Saskatchewan

'More Joy Challenge' bringing workouts, psychologists to living rooms

The Saskatchewan-based movement offers mental health coping strategies in the COVID-19 era.

The Saskatchewan-based movement offers mental health coping strategies in the COVID-19 era

Christalee Froese is an author, journalist and founder of the More Joy Movement. (Christalee Froese/Facebook)

A Saskatchewan-based movement is bringing joy to people around the country, helping them coping with depression, anxiety and general sadness during isolation. 

Christalee Froese founded the More Joy Movement. Previously, the movement has hosted events for mental health awareness and had a Facebook support group.

Now, Froese has turned her joy into a free Facebook video series about coping with mental health issues in the age of COVID-19. 

Every weekday morning at 10 a.m. CST, Froese or someone else does a live video for the Facebook group. They have at-home workout videos, advice and more. 

"We do tackle some of the tough subjects. So we've had psychologists on, we've had life coaches, we've had public speakers," she said. 

Froese was inspired to start the video series after some members on her Facebook page were asking questions about anxiety, social distancing, coping with compromised children outside and more. 

"We've had some people [in videos] who actually explain the way your brain works and the way the brain is sort of predisposed to notice danger," she said. "Those speakers have offered advice on how you can temper that or counter that with some positive things."

One speaker talked about the language people are using during a pandemic.

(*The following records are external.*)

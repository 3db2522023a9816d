//! Field recognition over extracted text tokens.

mod recognizer;
pub mod rules;

pub use recognizer::FieldRecognizer;

use serde::{Deserialize, Serialize};

use crate::pdf::TextToken;

/// Invoice-level fields the recognizer looks for.
#[derive(Debug, Clone, Copy, PartialEq, Eq, Hash, Serialize, Deserialize)]
#[serde(rename_all = "snake_case")]
pub enum FieldKind {
    InvoiceNumber,
    VendorName,
    IssueDate,
    Currency,
    TotalAmount,
    LineItems,
}

impl FieldKind {
    /// Human-readable field name used in rejection reasons and reports.
    pub fn label(&self) -> &'static str {
        match self {
            FieldKind::InvoiceNumber => "invoice number",
            FieldKind::VendorName => "vendor name",
            FieldKind::IssueDate => "issue date",
            FieldKind::Currency => "currency",
            FieldKind::TotalAmount => "total amount",
            FieldKind::LineItems => "line items",
        }
    }
}

impl std::fmt::Display for FieldKind {
    fn fmt(&self, f: &mut std::fmt::Formatter<'_>) -> std::fmt::Result {
        f.write_str(self.label())
    }
}

/// Token range a candidate was derived from.
#[derive(Debug, Clone, Copy, PartialEq, Eq, Serialize, Deserialize)]
pub struct TokenSpan {
    /// Page number, 1-indexed.
    pub page: u32,
    /// Line index within the page.
    pub line: u32,
    /// First token column covered by the match.
    pub start: u32,
    /// Last token column covered by the match, inclusive.
    pub end: u32,
}

/// A raw candidate value for a single field.
#[derive(Debug, Clone, PartialEq, Serialize, Deserialize)]
pub struct FieldCandidate {
    /// Raw string value as it appeared in the document.
    pub raw: String,
    /// Token span the value was derived from.
    pub span: TokenSpan,
    /// Label-proximity score. Higher wins; ties broken by earliest
    /// page/line/column.
    pub score: f32,
}

/// A raw candidate row from the line-item table.
#[derive(Debug, Clone, PartialEq, Serialize, Deserialize)]
pub struct LineItemCandidate {
    /// Description text for the row.
    pub description: String,
    /// Raw quantity, when the row carried one.
    pub quantity_raw: Option<String>,
    /// Raw unit price, when the row carried one.
    pub unit_price_raw: Option<String>,
    /// Raw line total, when the row carried one.
    pub line_total_raw: Option<String>,
    /// Token span of the row.
    pub span: TokenSpan,
}

/// The recognizer's output: best candidate per field plus the candidate
/// line-item table. Empty slots mean "no match", never an error; the
/// validator decides materiality.
#[derive(Debug, Clone, Default, PartialEq)]
pub struct CandidateSet {
    pub invoice_number: Option<FieldCandidate>,
    pub vendor: Option<FieldCandidate>,
    pub issue_date: Option<FieldCandidate>,
    pub currency: Option<FieldCandidate>,
    pub total: Option<FieldCandidate>,
    pub line_items: Vec<LineItemCandidate>,
}

impl CandidateSet {
    /// Mutable slot for a scalar field. `LineItems` has no scalar slot.
    pub(crate) fn slot_mut(&mut self, field: FieldKind) -> Option<&mut Option<FieldCandidate>> {
        Some(match field {
            FieldKind::InvoiceNumber => &mut self.invoice_number,
            FieldKind::VendorName => &mut self.vendor,
            FieldKind::IssueDate => &mut self.issue_date,
            FieldKind::Currency => &mut self.currency,
            FieldKind::TotalAmount => &mut self.total,
            FieldKind::LineItems => return None,
        })
    }
}

/// One reading-order line reassembled from tokens, with the character
/// offset of each token so regex matches can be mapped back to spans.
#[derive(Debug, Clone)]
pub(crate) struct LineView {
    pub page: u32,
    pub line: u32,
    pub text: String,
    /// Character range of each token within `text`.
    pub offsets: Vec<(usize, usize)>,
}

impl LineView {
    /// Map a character range of `text` back to a token span.
    pub fn span_for(&self, start: usize, end: usize) -> TokenSpan {
        let mut first = None;
        let mut last = 0u32;
        for (col, &(tok_start, tok_end)) in self.offsets.iter().enumerate() {
            if tok_end > start && first.is_none() {
                first = Some(col as u32);
            }
            if tok_start < end {
                last = col as u32;
            }
        }
        let first = first.unwrap_or(0);
        TokenSpan {
            page: self.page,
            line: self.line,
            start: first,
            end: last.max(first),
        }
    }

    /// Span covering the whole line.
    pub fn full_span(&self) -> TokenSpan {
        TokenSpan {
            page: self.page,
            line: self.line,
            start: 0,
            end: self.offsets.len().saturating_sub(1) as u32,
        }
    }
}

/// Group consecutive tokens into per-line views.
pub(crate) fn build_lines(tokens: &[TextToken]) -> Vec<LineView> {
    let mut lines: Vec<LineView> = Vec::new();

    for token in tokens {
        let same_line = lines
            .last()
            .map(|l| l.page == token.page && l.line == token.line)
            .unwrap_or(false);

        if !same_line {
            lines.push(LineView {
                page: token.page,
                line: token.line,
                text: String::new(),
                offsets: Vec::new(),
            });
        }

        let view = lines.last_mut().unwrap();
        if !view.text.is_empty() {
            view.text.push(' ');
        }
        let start = view.text.len();
        view.text.push_str(&token.text);
        view.offsets.push((start, view.text.len()));
    }

    lines
}
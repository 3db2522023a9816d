//! Vendor command - look up stored invoices by vendor name.

use std::path::PathBuf;

use clap::Args;
use console::style;

use invex_core::store::{InvoiceStore, VendorMatch};

use super::load_config;
use crate::store::open_store;

/// Arguments for the vendor command.
#[derive(Args)]
pub struct VendorArgs {
    /// Vendor name to search for (case-insensitive)
    #[arg(required = true)]
    name: String,

    /// Match on name prefix instead of the exact name
    #[arg(long)]
    prefix: bool,

    /// Store file (default: platform data dir)
    #[arg(short, long)]
    store: Option<PathBuf>,
}

pub async fn run(args: VendorArgs, config_path: Option<&str>) -> anyhow::Result<()> {
    let config = load_config(config_path)?;
    let policy = if args.prefix {
        VendorMatch::Prefix
    } else {
        config.store.vendor_match
    };
    let store = open_store(args.store.as_deref(), policy);

    let invoices = store.get_by_vendor(&args.name)?;
    if invoices.is_empty() {
        // No matches is a valid empty result, not an error.
        eprintln!("{} no invoices for vendor {:?}", style("ℹ").blue(), args.name);
    }
    println!("{}", serde_json::to_string_pretty(&invoices)?);

    Ok(())
}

"She [told us to] pay attention to your language. People are saying 'pandemic,' 'crisis,' 'end of the world.' … But around your family — especially if you have children — use words like 'this will pass,' 'this is a phase,' 'this is for a time,'" Froese said. 

Froese said anyone wanting to view the free video series can join the More Joy Challenge Facebook Group. 

"We just want it to be really positive and uplifting."